Aim of the exercise:
Below are the entries to work from; restate word for word the portion that opens with the line containing "mod domain;" and closes with the line containing "use crate::application::street_data_loader::StreetDataLoader;", keeping both.

Provided material:
--- START ---
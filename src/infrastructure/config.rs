// Application configuration loading
use crate::application::map_view::MapSettings;
use crate::domain::map::{MarkerIcons, PolylineStyle, TileLayer, Viewport};
use config::builder::DefaultState;
use config::ConfigBuilder;
use serde::Deserialize;
use std::time::Duration;

const LEAFLET_IMAGES: &str = "https://unpkg.com/leaflet@1.9.4/dist/images";

#[derive(Debug, Deserialize, Clone)]
pub struct AppConfig {
    pub streets: StreetsSettings,
    pub map: MapConfig,
    pub server: ServerSettings,
}

#[derive(Debug, Deserialize, Clone)]
pub struct StreetsSettings {
    pub endpoint: String,
    pub timeout_secs: u64,
}

impl StreetsSettings {
    pub fn timeout(&self) -> Duration {
        Duration::from_secs(self.timeout_secs)
    }
}

#[derive(Debug, Deserialize, Clone)]
pub struct MapConfig {
    pub viewport: Viewport,
    pub tile_layer: TileLayer,
    pub polyline_color: String,
    pub icons: MarkerIcons,
}

impl MapConfig {
    pub fn settings(&self) -> MapSettings {
        MapSettings {
            viewport: self.viewport.clone(),
            tile_layer: self.tile_layer.clone(),
            polyline_style: PolylineStyle {
                color: self.polyline_color.clone(),
            },
        }
    }
}

#[derive(Debug, Deserialize, Clone)]
pub struct ServerSettings {
    pub bind_addr: String,
}

fn with_defaults() -> anyhow::Result<ConfigBuilder<DefaultState>> {
    Ok(config::Config::builder()
        .set_default("streets.endpoint", "http://localhost:8080/api/streets")?
        .set_default("streets.timeout_secs", 30)?
        .set_default("map.viewport.center.lat", 33.6844)?
        .set_default("map.viewport.center.lng", 73.0479)?
        .set_default("map.viewport.zoom", 12)?
        .set_default("map.tile_layer.url", "https://{s}.tile.openstreetmap.org/{z}/{x}/{y}.png")?
        .set_default(
            "map.tile_layer.attribution",
            "&copy; <a href=\"https://www.openstreetmap.org/copyright\">OpenStreetMap</a> contributors",
        )?
        .set_default("map.polyline_color", "blue")?
        .set_default("map.icons.icon_url", format!("{}/marker-icon.png", LEAFLET_IMAGES))?
        .set_default("map.icons.icon_retina_url", format!("{}/marker-icon-2x.png", LEAFLET_IMAGES))?
        .set_default("map.icons.shadow_url", format!("{}/marker-shadow.png", LEAFLET_IMAGES))?
        .set_default("server.bind_addr", "0.0.0.0:3000")?)
}

fn load_with<S>(source: S) -> anyhow::Result<AppConfig>
where
    S: config::Source + Send + Sync + 'static,
{
    let settings = with_defaults()?.add_source(source).build()?;

    Ok(settings.try_deserialize()?)
}

/// Built-in defaults, overridden by `config/street_map.*` when present
pub fn load_app_config() -> anyhow::Result<AppConfig> {
    load_with(config::File::with_name("config/street_map").required(false))
}

#[cfg(test)]
mod tests {
    use super::*;
    use crate::domain::street::LatLng;
    use config::{File, FileFormat};

    #[test]
    fn test_defaults_without_file() {
        let config = load_with(File::with_name("config/does_not_exist").required(false)).unwrap();

        assert_eq!(config.streets.endpoint, "http://localhost:8080/api/streets");
        assert_eq!(config.streets.timeout(), Duration::from_secs(30));
        assert_eq!(config.map.viewport.center, LatLng::new(33.6844, 73.0479));
        assert_eq!(config.map.viewport.zoom, 12);
        assert_eq!(config.map.settings().polyline_style.color, "blue");
        assert!(config.map.icons.shadow_url.ends_with("marker-shadow.png"));
        assert_eq!(config.server.bind_addr, "0.0.0.0:3000");
    }

    #[test]
    fn test_file_overrides_defaults() {
        let toml = r#"
            [streets]
            endpoint = "http://streets.internal/api/streets"

            [map]
            polyline_color = "red"

            [map.viewport]
            zoom = 15
        "#;

        let config = load_with(File::from_str(toml, FileFormat::Toml)).unwrap();

        assert_eq!(config.streets.endpoint, "http://streets.internal/api/streets");
        assert_eq!(config.streets.timeout_secs, 30);
        assert_eq!(config.map.viewport.zoom, 15);
        assert_eq!(config.map.viewport.center.lat, 33.6844);
        assert_eq!(config.map.polyline_color, "red");
    }
}
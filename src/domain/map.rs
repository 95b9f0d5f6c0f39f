// Map canvas primitives
use super::street::{Endpoint, EndpointRole, LatLng};
use serde::{Deserialize, Serialize};

#[derive(Debug, Clone, PartialEq, Serialize, Deserialize)]
pub struct Viewport {
    pub center: LatLng,
    pub zoom: u8,
}

/// Base tile source descriptor
#[derive(Debug, Clone, PartialEq, Serialize, Deserialize)]
pub struct TileLayer {
    pub url: String,
    pub attribution: String,
}

/// Marker icon assets, handed to the canvas once at construction.
#[derive(Debug, Clone, PartialEq, Serialize, Deserialize)]
pub struct MarkerIcons {
    pub icon_url: String,
    pub icon_retina_url: String,
    pub shadow_url: String,
}

#[derive(Debug, Clone, PartialEq, Serialize, Deserialize)]
pub struct PolylineStyle {
    pub color: String,
}

#[derive(Debug, Clone, PartialEq, Serialize)]
pub struct Label {
    pub title: String,
    pub caption: String,
}

#[derive(Debug, Clone, PartialEq, Serialize)]
#[serde(tag = "kind", rename_all = "lowercase")]
pub enum DrawInstruction {
    Marker {
        position: LatLng,
        role: EndpointRole,
        label: Label,
    },
    Polyline {
        vertices: Vec<LatLng>,
        color: String,
        label: String,
    },
}

impl DrawInstruction {
    pub fn marker(endpoint: &Endpoint) -> Self {
        DrawInstruction::Marker {
            position: endpoint.position,
            role: endpoint.role,
            label: Label {
                title: endpoint.name.clone(),
                caption: endpoint.caption(),
            },
        }
    }
}

/// Draw instructions produced for a single street.
#[derive(Debug, Clone, PartialEq)]
pub struct DrawBatch {
    pub instructions: Vec<DrawInstruction>,
}
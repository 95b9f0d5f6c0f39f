// Scene canvas - Records draw instructions into a serializable scene
use crate::application::map_view::MapCanvas;
use crate::domain::map::{DrawInstruction, MarkerIcons, TileLayer, Viewport};
use serde::Serialize;
use std::sync::{Arc, RwLock};

#[derive(Debug, Clone, Serialize)]
pub struct Scene {
    pub viewport: Option<Viewport>,
    pub tile_layer: Option<TileLayer>,
    pub icons: MarkerIcons,
    pub instructions: Vec<DrawInstruction>,
}

/// Read side of a `SceneCanvas`, shared with the HTTP handlers
#[derive(Clone)]
pub struct SceneHandle(Arc<RwLock<Scene>>);

impl SceneHandle {
    pub fn snapshot(&self) -> Scene {
        match self.0.read() {
            Ok(scene) => scene.clone(),
            Err(poisoned) => poisoned.into_inner().clone(),
        }
    }
}

pub struct SceneCanvas {
    scene: Arc<RwLock<Scene>>,
}

impl SceneCanvas {
    pub fn new(icons: MarkerIcons) -> Self {
        Self {
            scene: Arc::new(RwLock::new(Scene {
                viewport: None,
                tile_layer: None,
                icons,
                instructions: Vec::new(),
            })),
        }
    }

    pub fn handle(&self) -> SceneHandle {
        SceneHandle(self.scene.clone())
    }

    fn update(&self, f: impl FnOnce(&mut Scene)) {
        match self.scene.write() {
            Ok(mut scene) => f(&mut scene),
            Err(poisoned) => f(&mut poisoned.into_inner()),
        }
    }
}

impl MapCanvas for SceneCanvas {
    fn set_viewport(&mut self, viewport: &Viewport) {
        self.update(|scene| scene.viewport = Some(viewport.clone()));
    }

    fn set_tile_layer(&mut self, tile_layer: &TileLayer) {
        self.update(|scene| scene.tile_layer = Some(tile_layer.clone()));
    }

    fn draw(&mut self, instruction: DrawInstruction) {
        self.update(|scene| scene.instructions.push(instruction));
    }
}
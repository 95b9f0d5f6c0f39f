// Fetch lifecycle state
use super::street::StreetRecord;

/// Lifecycle of the single street collection request.
///
/// Starts as `Pending` and moves exactly once to `Ready` or `Failed`.
#[derive(Debug, Clone, PartialEq, Default)]
pub enum FetchState {
    #[default]
    Pending,
    Ready(Vec<StreetRecord>),
    Failed(String),
}

impl FetchState {
    pub fn is_terminal(&self) -> bool {
        !matches!(self, FetchState::Pending)
    }
}
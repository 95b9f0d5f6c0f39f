// Main entry point - Dependency injection and server setup
mod application;
mod domain;
mod infrastructure;
mod presentation;

use std::{net::SocketAddr, sync::Arc};
use axum::{routing::get, Router};
use tokio::sync::{oneshot, watch};
use tower_http::trace::TraceLayer;
use tracing_subscriber::EnvFilter;

use crate::application::map_view::MapView;
use crate::application::street_data_loader::StreetDataLoader;
use crate::infrastructure::config::load_app_config;
use crate::infrastructure::http_street_source::HttpStreetSource;
use crate::infrastructure::scene_canvas::SceneCanvas;
use crate::presentation::app_state::AppState;
use crate::presentation::handlers::{health_check, map_view};

#[tokio::main]
async fn main() -> anyhow::Result<()> {
    // Initialize tracing
    tracing_subscriber::fmt()
        .with_env_filter(EnvFilter::try_from_default_env().unwrap_or_else(|_| EnvFilter::new("info")))
        .init();

    // Load configuration
    let config = load_app_config()?;

    // Street source and canvas (infrastructure layer)
    let source = Arc::new(HttpStreetSource::new(
        config.streets.endpoint.clone(),
        config.streets.timeout(),
    )?);
    let canvas = SceneCanvas::new(config.map.icons.clone());
    let scene = canvas.handle();

    // Mount the view (application layer)
    let loader = StreetDataLoader::new(source);
    let mut view = MapView::new(loader, canvas, config.map.settings());
    let (presentation_tx, presentation) = watch::channel(view.mount());

    let (shutdown_tx, shutdown_rx) = oneshot::channel::<()>();

    let view_task = tokio::spawn(async move {
        tokio::select! {
            settled = view.settle() => {
                tracing::info!("Map view settled: {}", settled);
                presentation_tx.send_replace(settled);
            }
            _ = shutdown_rx => {
                tracing::info!("Shutting down before street data arrived");
            }
        }
        view.unmount();
    });

    let state = Arc::new(AppState { presentation, scene });

    // Build router (presentation layer)
    let router = Router::new()
        .route("/healthz", get(health_check))
        .route("/map", get(map_view))
        .layer(TraceLayer::new_for_http())
        .with_state(state);

    // Start server
    let addr: SocketAddr = config.server.bind_addr.parse()?;
    tracing::info!("Starting street-map service on {}", addr);

    axum::serve(tokio::net::TcpListener::bind(addr).await?, router)
        .with_graceful_shutdown(async {
            let _ = tokio::signal::ctrl_c().await;
        })
        .await?;

    let _ = shutdown_tx.send(());
    view_task.await?;

    Ok(())
}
--- END ---
Completed task:
mod domain;
mod infrastructure;
mod presentation;

use std::{net::SocketAddr, sync::Arc};
use axum::{routing::get, Router};
use tokio::sync::{oneshot, watch};
use tower_http::trace::TraceLayer;
use tracing_subscriber::EnvFilter;

use crate::application::map_view::MapView;
use crate::application::street_data_loader::StreetDataLoader;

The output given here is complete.